Please copy each line of the data that includes the string "static".

= = =

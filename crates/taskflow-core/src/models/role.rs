use chrono::{DateTime, Utc};
use serde::{Deserialize, Serialize};
use std::fmt::{Display, Formatter, Result as FmtResult};
use std::str::FromStr;
use uuid::Uuid;

/// Closed catalog of capabilities a role can grant.
#[derive(Debug, Clone, Copy, Serialize, Deserialize, PartialEq, Eq, Hash, PartialOrd, Ord)]
#[serde(rename_all = "SCREAMING_SNAKE_CASE")]
pub enum Permission {
    TaskCreateDown,
    TaskCreateUp,
    TaskCreateSameLevel,
    TaskCreateToDepartment,
    TaskEditOwn,
    TaskEditSubordinates,
    TaskEditAll,
    TaskDeleteOwn,
    TaskDeleteSubordinates,
    TaskDeleteAll,
    BoardViewOwn,
    BoardViewDepartment,
    BoardViewAll,
    BoardMoveOwn,
    BoardMoveDepartment,
    DepartmentManage,
    RoleManage,
    UserManage,
    CrossDepartmentCommunicate,
}

impl Permission {
    pub const ALL: [Permission; 19] = [
        Permission::TaskCreateDown,
        Permission::TaskCreateUp,
        Permission::TaskCreateSameLevel,
        Permission::TaskCreateToDepartment,
        Permission::TaskEditOwn,
        Permission::TaskEditSubordinates,
        Permission::TaskEditAll,
        Permission::TaskDeleteOwn,
        Permission::TaskDeleteSubordinates,
        Permission::TaskDeleteAll,
        Permission::BoardViewOwn,
        Permission::BoardViewDepartment,
        Permission::BoardViewAll,
        Permission::BoardMoveOwn,
        Permission::BoardMoveDepartment,
        Permission::DepartmentManage,
        Permission::RoleManage,
        Permission::UserManage,
        Permission::CrossDepartmentCommunicate,
    ];

    pub fn as_str(&self) -> &'static str {
        match self {
            Permission::TaskCreateDown => "TASK_CREATE_DOWN",
            Permission::TaskCreateUp => "TASK_CREATE_UP",
            Permission::TaskCreateSameLevel => "TASK_CREATE_SAME_LEVEL",
            Permission::TaskCreateToDepartment => "TASK_CREATE_TO_DEPARTMENT",
            Permission::TaskEditOwn => "TASK_EDIT_OWN",
            Permission::TaskEditSubordinates => "TASK_EDIT_SUBORDINATES",
            Permission::TaskEditAll => "TASK_EDIT_ALL",
            Permission::TaskDeleteOwn => "TASK_DELETE_OWN",
            Permission::TaskDeleteSubordinates => "TASK_DELETE_SUBORDINATES",
            Permission::TaskDeleteAll => "TASK_DELETE_ALL",
            Permission::BoardViewOwn => "BOARD_VIEW_OWN",
            Permission::BoardViewDepartment => "BOARD_VIEW_DEPARTMENT",
            Permission::BoardViewAll => "BOARD_VIEW_ALL",
            Permission::BoardMoveOwn => "BOARD_MOVE_OWN",
            Permission::BoardMoveDepartment => "BOARD_MOVE_DEPARTMENT",
            Permission::DepartmentManage => "DEPARTMENT_MANAGE",
            Permission::RoleManage => "ROLE_MANAGE",
            Permission::UserManage => "USER_MANAGE",
            Permission::CrossDepartmentCommunicate => "CROSS_DEPARTMENT_COMMUNICATE",
        }
    }
}

impl Display for Permission {
    fn fmt(&self, f: &mut Formatter<'_>) -> FmtResult {
        f.write_str(self.as_str())
    }
}

impl FromStr for Permission {
    type Err = anyhow::Error;

    fn from_str(s: &str) -> Result<Self, Self::Err> {
        Permission::ALL
            .iter()
            .copied()
            .find(|p| p.as_str() == s)
            .ok_or_else(|| anyhow::anyhow!("Invalid permission: {}", s))
    }
}

/// Built-in role templates every company starts with.
#[derive(Debug, Clone, Copy, Serialize, Deserialize, PartialEq, Eq, Hash)]
#[serde(rename_all = "SCREAMING_SNAKE_CASE")]
pub enum SystemRole {
    Admin,
    Director,
    Manager,
    Coordinator,
    Analyst,
    Intern,
}

impl SystemRole {
    /// Descriptive level; never used for authorization decisions.
    pub fn level(&self) -> i32 {
        match self {
            SystemRole::Admin => 0,
            SystemRole::Director => 1,
            SystemRole::Manager => 2,
            SystemRole::Coordinator => 3,
            SystemRole::Analyst => 4,
            SystemRole::Intern => 5,
        }
    }

    pub fn name(&self) -> &'static str {
        match self {
            SystemRole::Admin => "Administrador",
            SystemRole::Director => "Diretor",
            SystemRole::Manager => "Gerente",
            SystemRole::Coordinator => "Coordenador",
            SystemRole::Analyst => "Analista",
            SystemRole::Intern => "Estagiário",
        }
    }

    pub fn default_permissions(&self) -> Vec<Permission> {
        use Permission::*;
        match self {
            SystemRole::Admin => Permission::ALL.to_vec(),
            SystemRole::Director => vec![
                TaskCreateDown,
                TaskCreateUp,
                TaskCreateSameLevel,
                TaskCreateToDepartment,
                TaskEditOwn,
                TaskEditSubordinates,
                TaskDeleteOwn,
                TaskDeleteSubordinates,
                BoardViewAll,
                BoardMoveOwn,
                BoardMoveDepartment,
                DepartmentManage,
                CrossDepartmentCommunicate,
            ],
            SystemRole::Manager => vec![
                TaskCreateDown,
                TaskCreateUp,
                TaskCreateSameLevel,
                TaskCreateToDepartment,
                TaskEditOwn,
                TaskEditSubordinates,
                TaskDeleteOwn,
                BoardViewDepartment,
                BoardMoveOwn,
                BoardMoveDepartment,
            ],
            SystemRole::Coordinator => vec![
                TaskCreateDown,
                TaskCreateUp,
                TaskCreateSameLevel,
                TaskEditOwn,
                BoardViewDepartment,
                BoardMoveOwn,
                BoardMoveDepartment,
            ],
            SystemRole::Analyst => vec![
                TaskCreateUp,
                TaskCreateSameLevel,
                TaskEditOwn,
                TaskDeleteOwn,
                BoardViewOwn,
                BoardMoveOwn,
            ],
            SystemRole::Intern => vec![TaskCreateUp, BoardViewOwn, BoardMoveOwn],
        }
    }
}

/// Named bundle of permissions. `company_id` is `None` for system roles.
#[derive(Debug, Clone, Serialize, Deserialize, PartialEq)]
pub struct Role {
    pub id: Uuid,
    pub company_id: Option<Uuid>,
    pub name: String,
    pub level: i32,
    pub permissions: Vec<Permission>,
    pub is_system: bool,
    pub created_at: DateTime<Utc>,
}

impl Role {
    pub fn new(
        company_id: Option<Uuid>,
        name: impl Into<String>,
        level: i32,
        permissions: Vec<Permission>,
    ) -> Self {
        Self {
            id: Uuid::new_v4(),
            company_id,
            name: name.into(),
            level,
            permissions,
            is_system: false,
            created_at: Utc::now(),
        }
    }

    pub fn from_system(system: SystemRole) -> Self {
        Self {
            is_system: true,
            ..Role::new(
                None,
                system.name(),
                system.level(),
                system.default_permissions(),
            )
        }
    }

    /// Roles are usable by users of their own company; system roles by everyone.
    pub fn is_available_to(&self, company_id: Uuid) -> bool {
        self.company_id.map_or(true, |c| c == company_id)
    }
}

#[cfg(feature = "sqlx")]
impl sqlx::FromRow<'_, sqlx::postgres::PgRow> for Role {
    fn from_row(row: &sqlx::postgres::PgRow) -> Result<Self, sqlx::Error> {
        use sqlx::Row;
        let permissions = row
            .get::<Vec<String>, _>("permissions")
            .iter()
            .map(|raw| raw.parse::<Permission>())
            .collect::<Result<Vec<_>, _>>()
            .map_err(|e| sqlx::Error::Decode(format!("Failed to parse permission: {}", e).into()))?;
        Ok(Role {
            id: row.get("id"),
            company_id: row.get("company_id"),
            name: row.get("name"),
            level: row.get("level"),
            permissions,
            is_system: row.get("is_system"),
            created_at: row.get("created_at"),
        })
    }
}

#[cfg(test)]
mod tests {
    use super::*;

    #[test]
    fn test_permission_names_round_trip() {
        for permission in Permission::ALL {
            let parsed: Permission = permission.to_string().parse().unwrap();
            assert_eq!(parsed, permission);
        }
        assert!("TASK_CREATE_SIDEWAYS".parse::<Permission>().is_err());
    }

    #[test]
    fn test_permission_serde_uses_catalog_names() {
        let json = serde_json::to_string(&Permission::TaskCreateDown).unwrap();
        assert_eq!(json, "\"TASK_CREATE_DOWN\"");
    }

    #[test]
    fn test_system_role_defaults() {
        assert_eq!(SystemRole::Admin.default_permissions().len(), Permission::ALL.len());
        assert!(SystemRole::Manager
            .default_permissions()
            .contains(&Permission::TaskCreateDown));
        assert!(!SystemRole::Analyst
            .default_permissions()
            .contains(&Permission::TaskCreateToDepartment));
    }

    #[test]
    fn test_role_availability() {
        let company = Uuid::new_v4();
        let system = Role::from_system(SystemRole::Analyst);
        let custom = Role::new(Some(company), "Auditor", 3, vec![]);
        assert!(system.is_system);
        assert!(system.is_available_to(Uuid::new_v4()));
        assert!(custom.is_available_to(company));
        assert!(!custom.is_available_to(Uuid::new_v4()));
    }
}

= = =

▶ _REPLY TO THE TASK_:
    pub fn as_str(&self) -> &'static str {
    pub fn name(&self) -> &'static str {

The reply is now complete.